Exercise
The data is to be transcribed in full, with nothing missed.

───── Data for analysis ─────

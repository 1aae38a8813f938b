//! unidag: first-order term unification over shared term DAGs
//!
//! Terms live in an arena-backed [`TermGraph`] with parent back-references,
//! so repeated subterms can be stored once and observed from every context
//! that uses them. Three unification strategies are provided behind the
//! [`Algorithm`] selector: the naive exponential Robinson baseline, a
//! polynomial Robinson variant with deferred triangular bindings, and the
//! near-linear Paterson-Wegman algorithm.
//!
//! ```
//! use unidag::{Algorithm, TermGraph, TermPair};
//!
//! let mut graph = TermGraph::new();
//! let pair = TermPair::parse("f(X,a)", "f(b,Y)", &mut graph)?;
//! let result = Algorithm::PatersonWegman.find_unifier(&mut graph, &pair);
//! let sigma = result.unifier().unwrap();
//! assert_eq!(graph.display(sigma.get("X").unwrap()).to_string(), "b");
//! assert_eq!(graph.display(sigma.get("Y").unwrap()).to_string(), "a");
//! # Ok::<(), unidag::Error>(())
//! ```

pub mod error;
pub mod parser;
pub mod syntax;
pub mod unification;

pub use error::{Error, Result};

// Re-export the term model
pub use syntax::{TermGraph, TermId, TermKind, TermPair};

// Re-export unification types
pub use unification::{
    Algorithm, CycleError, Substitution, TriangularForm, UnificationResult,
};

─────

Exercise output
repository 1aae38a8813f938b
//! unidag: first-order term unification over shared term DAGs
//!
//! Terms live in an arena-backed [`TermGraph`] with parent back-references,
//! so repeated subterms can be stored once and observed from every context
//! that uses them. Three unification strategies are provided behind the
//! [`Algorithm`] selector: the naive exponential Robinson baseline, a
//! polynomial Robinson variant with deferred triangular bindings, and the
//! near-linear Paterson-Wegman algorithm.
//!
//! ```
//! use unidag::{Algorithm, TermGraph, TermPair};
//!
//! let mut graph = TermGraph::new();
//! let pair = TermPair::parse("f(X,a)", "f(b,Y)", &mut graph)?;
//! let result = Algorithm::PatersonWegman.find_unifier(&mut graph, &pair);
//! let sigma = result.unifier().unwrap();
//! assert_eq!(graph.display(sigma.get("X").unwrap()).to_string(), "b");
//! assert_eq!(graph.display(sigma.get("Y").unwrap()).to_string(), "a");
//! # Ok::<(), unidag::Error>(())
//! ```

pub mod error;
pub mod parser;
pub mod syntax;
pub mod unification;

pub use error::{Error, Result};

// Re-export the term model
pub use syntax::{TermGraph, TermId, TermKind, TermPair};

// Re-export unification types
pub use unification::{
    Algorithm, CycleError, Substitution, TriangularForm, UnificationResult,
};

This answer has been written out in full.